> TASK
Copy the listing below line for line, from its opening line to the one with "use crate::drag::MoveDrag;", both included; stop there.

########################################

// Copyright 2025 the Cardstock Authors
// SPDX-License-Identifier: Apache-2.0 OR MIT

//! The card surface: elements, selection and input routing.

use alloc::collections::BTreeMap;
use alloc::string::String;
use alloc::vec::Vec;

use cardstock_fit::{
    ContainerSize, FitContent, FitEstimator, FitReport, FitTrigger, IdentityToken, Millis,
};
use cardstock_gesture::{
    GestureRouter, PointerCapture, PointerDisposition, PointerEvent, PointerPhase,
    TransformUpdate, WheelDisposition,
};
use kurbo::{Rect, Size};

use crate::config::CardConfig;
use crate::drag::MoveDrag;
use crate::element::{Element, ElementId, ElementKind};
use crate::error::CardError;

/// Host text measurement.
pub trait TextMeasure {
    /// Natural, unscaled size of `text` set at `font_size`.
    fn measure(&self, text: &str, font_size: f64) -> Size;
}

impl<F> TextMeasure for F
where
    F: Fn(&str, f64) -> Size,
{
    fn measure(&self, text: &str, font_size: f64) -> Size {
        self(text, font_size)
    }
}

/// What a pointer event did on the card.
#[derive(Copy, Clone, Debug, PartialEq)]
pub enum PointerOutcome {
    /// Nothing on the card responded.
    Ignored,
    /// A move-drag began; the element is now selected.
    MoveStarted,
    /// The dragged element's frame moved.
    Moved(Rect),
    /// The move-drag ended.
    MoveEnded,
    /// The selected element's manipulation session consumed the event; the
    /// update, if any, has been applied.
    Manipulated(Option<TransformUpdate>),
}

/// A fixed-size card holding text, image and shape elements.
///
/// Text elements are shrunk to fit their frames by a [`FitEstimator`]; image
/// elements can be panned and zoomed through a [`GestureRouter`] once
/// selected. Everything else moves the element's frame.
///
/// Both engines write through the card: fit reports land in
/// [`Element::fit_scale`] and gesture updates in [`Element::transform`].
#[derive(Debug)]
pub struct Card {
    size: Size,
    config: CardConfig,
    elements: BTreeMap<ElementId, Element>,
    next_id: u32,
    fit: FitEstimator<ElementId>,
    gestures: GestureRouter<ElementId>,
    drag: Option<MoveDrag>,
}

impl Card {
    /// Creates an empty card of `size`.
    #[must_use]
    pub fn new(size: Size, config: CardConfig) -> Self {
        Self {
            size,
            config,
            elements: BTreeMap::new(),
            next_id: 0,
            fit: FitEstimator::new(config.fit),
            gestures: GestureRouter::new(config.gesture),
            drag: None,
        }
    }

    /// The card's logical size.
    #[must_use]
    pub fn size(&self) -> Size {
        self.size
    }

    /// The card's configuration.
    #[must_use]
    pub fn config(&self) -> &CardConfig {
        &self.config
    }

    /// The element with `id`.
    #[must_use]
    pub fn element(&self, id: ElementId) -> Option<&Element> {
        self.elements.get(&id)
    }

    /// All elements in insertion order.
    pub fn elements(&self) -> impl Iterator<Item = (ElementId, &Element)> + '_ {
        self.elements.iter().map(|(id, element)| (*id, element))
    }

    /// Number of elements.
    #[must_use]
    pub fn len(&self) -> usize {
        self.elements.len()
    }

    /// Returns `true` if the card has no elements.
    #[must_use]
    pub fn is_empty(&self) -> bool {
        self.elements.is_empty()
    }

    /// Adds a text element and schedules its first fit measurement.
    ///
    /// The font size is clamped to the configured range and the frame to the
    /// card.
    pub fn add_text(
        &mut self,
        value: impl Into<String>,
        font_size: f64,
        frame: Rect,
        now: Millis,
    ) -> ElementId {
        let kind = ElementKind::Text {
            value: value.into(),
            font_size: self.config.clamp_font_size(font_size),
        };
        let id = self.insert(kind, frame);
        let mounted = self.fit.mount(id, self.config.text_fit, now, &mut ());
        debug_assert!(mounted.is_ok(), "live element ids are unique: {mounted:?}");
        id
    }

    /// Adds an image element. Images accept manipulation once selected.
    pub fn add_image(&mut self, frame: Rect) -> ElementId {
        let id = self.insert(ElementKind::Image, frame);
        self.gestures.set_manipulable(id, true, &mut ());
        id
    }

    /// Adds a shape element.
    pub fn add_shape(&mut self, frame: Rect) -> ElementId {
        self.insert(ElementKind::Shape, frame)
    }

    /// Removes an element, ending any drag or session it owns.
    pub fn remove<C>(&mut self, id: ElementId, capture: &mut C) -> Result<Element, CardError>
    where
        C: PointerCapture + ?Sized,
    {
        let element = self
            .elements
            .remove(&id)
            .ok_or(CardError::UnknownElement(id))?;
        self.fit.unmount(id, &mut ());
        self.gestures.remove(id, capture);
        if let Some(drag) = self.drag.take_if(|drag| drag.element() == id) {
            capture.release(drag.pointer());
        }
        #[cfg(feature = "tracing")]
        tracing::debug!(element = id.0, "element removed");
        Ok(element)
    }

    /// The selected element.
    #[must_use]
    pub fn selected(&self) -> Option<ElementId> {
        self.gestures.selected()
    }

    /// Selects an element, ending the previous selection's session.
    pub fn select<C>(&mut self, id: ElementId, capture: &mut C) -> Result<(), CardError>
    where
        C: PointerCapture + ?Sized,
    {
        self.require(id)?;
        self.gestures.select(id, capture);
        Ok(())
    }

    /// Clears the selection, ending any open session.
    pub fn deselect<C>(&mut self, capture: &mut C)
    where
        C: PointerCapture + ?Sized,
    {
        self.gestures.deselect(capture);
    }

    /// Opts an element in or out of manipulation.
    pub fn set_manipulable<C>(
        &mut self,
        id: ElementId,
        manipulable: bool,
        capture: &mut C,
    ) -> Result<(), CardError>
    where
        C: PointerCapture + ?Sized,
    {
        self.require(id)?;
        self.gestures.set_manipulable(id, manipulable, capture);
        Ok(())
    }

    /// Returns `true` if the element accepts manipulation when selected.
    #[must_use]
    pub fn is_manipulable(&self, id: ElementId) -> bool {
        self.gestures.is_manipulable(id)
    }

    /// Replaces a text element's value and schedules a re-fit.
    ///
    /// Non-text elements are left alone.
    pub fn set_text(
        &mut self,
        id: ElementId,
        value: impl Into<String>,
        now: Millis,
    ) -> Result<(), CardError> {
        let element = self.get_mut(id)?;
        if let ElementKind::Text { value: text, .. } = &mut element.kind {
            *text = value.into();
            self.fit.notify(id, FitTrigger::ContentChanged, now);
        }
        Ok(())
    }

    /// Sets a text element's font size and schedules a re-fit.
    ///
    /// Returns the size actually applied after clamping. Non-text elements are
    /// left alone and report `None`.
    pub fn set_font_size(
        &mut self,
        id: ElementId,
        font_size: f64,
        now: Millis,
    ) -> Result<Option<f64>, CardError> {
        let clamped = self.config.clamp_font_size(font_size);
        let element = self.get_mut(id)?;
        let ElementKind::Text { font_size: size, .. } = &mut element.kind else {
            return Ok(None);
        };
        *size = clamped;
        self.fit.notify(id, FitTrigger::StyleChanged, now);
        Ok(Some(clamped))
    }

    /// Resizes an element's frame, keeping its origin where possible.
    ///
    /// Each edge is clamped to the configured minimum and to the card, and the
    /// frame is then shifted back onto the card if it overhangs. Text elements
    /// re-fit as a container resize. Returns the applied frame.
    pub fn resize_element(
        &mut self,
        id: ElementId,
        size: Size,
        now: Millis,
    ) -> Result<Rect, CardError> {
        let card = self.size;
        let width = self.config.clamp_edge(size.width, card.width);
        let height = self.config.clamp_edge(size.height, card.height);
        let element = self.get_mut(id)?;
        let origin = element.frame.origin();
        let x = origin.x.min(card.width - width).max(0.0);
        let y = origin.y.min(card.height - height).max(0.0);
        element.frame = Rect::new(x, y, x + width, y + height);
        let frame = element.frame;
        if element.kind.is_text() {
            self.fit.notify(id, FitTrigger::ContainerResized, now);
        }
        Ok(frame)
    }

    /// Delivers the one-shot resources-ready signal (fonts loaded) to every
    /// text element.
    pub fn resources_ready(&mut self, now: Millis) {
        for (id, element) in &self.elements {
            if element.kind.is_text() {
                self.fit.resources_ready(*id, now);
            }
        }
    }

    /// Earliest time at which [`tick`](Self::tick) has fit work to do.
    #[must_use]
    pub fn next_deadline(&self) -> Option<Millis> {
        self.fit.next_deadline()
    }

    /// Runs every fit measurement due at `now`, measuring text with `measure`.
    ///
    /// Returns a report per measured element; committed scales are already
    /// written to the elements.
    pub fn tick<M>(&mut self, now: Millis, measure: &M) -> Vec<(ElementId, FitReport)>
    where
        M: TextMeasure + ?Sized,
    {
        let mut reports = Vec::new();
        for due in self.fit.poll(now) {
            let Some(element) = self.elements.get_mut(&due.key) else {
                continue;
            };
            let mut content = TextFit { element, measure };
            if let Some(report) = self.fit.measure(due.key, &mut content) {
                reports.push((due.key, report));
            }
        }
        reports
    }

    /// Routes a pointer event aimed at element `id`.
    ///
    /// The selected, manipulable element's session gets first refusal. A
    /// pointer-down it declines selects the element and starts a move-drag;
    /// the drag pointer is captured until it lifts.
    pub fn handle_pointer<C>(
        &mut self,
        id: ElementId,
        event: PointerEvent,
        capture: &mut C,
    ) -> Result<PointerOutcome, CardError>
    where
        C: PointerCapture + ?Sized,
    {
        let current = self.require(id)?.transform;
        if let Some(outcome) = self.drive_drag(event, capture) {
            return Ok(outcome);
        }
        let outcome = match self.gestures.handle_pointer(id, event, current, capture) {
            PointerDisposition::StartMove => self.start_move(id, event, capture),
            PointerDisposition::Manipulate(update) => {
                if let Some(update) = update {
                    self.apply_transform(id, update)?;
                }
                PointerOutcome::Manipulated(update)
            }
            PointerDisposition::Ignored => PointerOutcome::Ignored,
        };
        Ok(outcome)
    }

    /// Routes a wheel event aimed at element `id`, applying any scale change.
    ///
    /// The returned disposition tells the host whether to suppress page
    /// scrolling.
    pub fn handle_wheel(
        &mut self,
        id: ElementId,
        delta_y: f64,
    ) -> Result<WheelDisposition, CardError> {
        let current = self.require(id)?.transform;
        let disposition = self.gestures.handle_wheel(id, delta_y, current);
        if let WheelDisposition::Consumed(Some(update)) = disposition {
            self.apply_transform(id, update)?;
        }
        Ok(disposition)
    }

    /// Writes a gesture update into the element's transform.
    ///
    /// The frame is never touched.
    pub fn apply_transform(
        &mut self,
        id: ElementId,
        update: TransformUpdate,
    ) -> Result<(), CardError> {
        let element = self.get_mut(id)?;
        element.transform = update.apply_to(element.transform);
        Ok(())
    }

    fn insert(&mut self, kind: ElementKind, frame: Rect) -> ElementId {
        let id = self.allocate_id();
        let frame = self.clamp_frame(frame.abs());
        #[cfg(feature = "tracing")]
        tracing::debug!(element = id.0, text = kind.is_text(), "element added");
        self.elements.insert(id, Element::new(kind, frame));
        id
    }

    /// Next id not held by a live element. The counter wraps, skipping ids
    /// still in use.
    fn allocate_id(&mut self) -> ElementId {
        loop {
            let id = ElementId(self.next_id);
            self.next_id = self.next_id.wrapping_add(1);
            if !self.elements.contains_key(&id) {
                return id;
            }
        }
    }

    fn clamp_frame(&self, frame: Rect) -> Rect {
        let width = self.config.clamp_edge(frame.width(), self.size.width);
        let height = self.config.clamp_edge(frame.height(), self.size.height);
        let x = frame.x0.min(self.size.width - width).max(0.0);
        let y = frame.y0.min(self.size.height - height).max(0.0);
        Rect::new(x, y, x + width, y + height)
    }

    fn require(&self, id: ElementId) -> Result<&Element, CardError> {
        self.elements.get(&id).ok_or(CardError::UnknownElement(id))
    }

    fn get_mut(&mut self, id: ElementId) -> Result<&mut Element, CardError> {
        self.elements
            .get_mut(&id)
            .ok_or(CardError::UnknownElement(id))
    }

    fn start_move<C>(
        &mut self,
        id: ElementId,
        event: PointerEvent,
        capture: &mut C,
    ) -> PointerOutcome
    where
        C: PointerCapture + ?Sized,
    {
        let Some(element) = self.elements.get(&id) else {
            return PointerOutcome::Ignored;
        };
        if self.drag.is_some() {
            return PointerOutcome::Ignored;
        }
        self.drag = Some(MoveDrag::start(
            id,
            event.pointer,
            event.position,
            element.frame.origin(),
        ));
        self.gestures.select(id, capture);
        capture.capture(event.pointer);
        PointerOutcome::MoveStarted
    }

    /// Feeds the active move-drag, if `event` belongs to it.
    fn drive_drag<C>(&mut self, event: PointerEvent, capture: &mut C) -> Option<PointerOutcome>
    where
        C: PointerCapture + ?Sized,
    {
        let drag = self.drag.filter(|drag| drag.pointer() == event.pointer)?;
        match event.phase {
            PointerPhase::Down => Some(PointerOutcome::Ignored),
            PointerPhase::Move => {
                let element = self.elements.get_mut(&drag.element())?;
                let size = element.frame.size();
                let origin = drag.origin_at(event.position, size, self.size);
                element.frame = Rect::from_origin_size(origin, size);
                Some(PointerOutcome::Moved(element.frame))
            }
            PointerPhase::Up | PointerPhase::Cancel => {
                self.drag = None;
                capture.release(event.pointer);
                Some(PointerOutcome::MoveEnded)
            }
        }
    }
}

/// A text element viewed as fit content.
struct TextFit<'a, M: ?Sized> {
    element: &'a mut Element,
    measure: &'a M,
}

impl<M> FitContent for TextFit<'_, M>
where
    M: TextMeasure + ?Sized,
{
    fn container(&self) -> ContainerSize {
        let size = self.element.frame.size();
        ContainerSize::bounded(size.width, size.height)
    }

    fn reset_to_identity(&mut self) {
        self.element.fit_scale = 1.0;
    }

    fn natural_size(&self, _token: &IdentityToken) -> Size {
        match &self.element.kind {
            ElementKind::Text { value, font_size } => self.measure.measure(value, *font_size),
            ElementKind::Image | ElementKind::Shape => Size::ZERO,
        }
    }

    fn apply_scale(&mut self, scale: f64) {
        self.element.fit_scale = scale;
    }
}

########################################

> YOUR RESPONSE
// Copyright 2025 the Cardstock Authors
// SPDX-License-Identifier: Apache-2.0 OR MIT

//! The card surface: elements, selection and input routing.

use alloc::collections::BTreeMap;
use alloc::string::String;
use alloc::vec::Vec;

use cardstock_fit::{
    ContainerSize, FitContent, FitEstimator, FitReport, FitTrigger, IdentityToken, Millis,
};
use cardstock_gesture::{
    GestureRouter, PointerCapture, PointerDisposition, PointerEvent, PointerPhase,
    TransformUpdate, WheelDisposition,
};
use kurbo::{Rect, Size};

use crate::config::CardConfig;
use crate::drag::MoveDrag;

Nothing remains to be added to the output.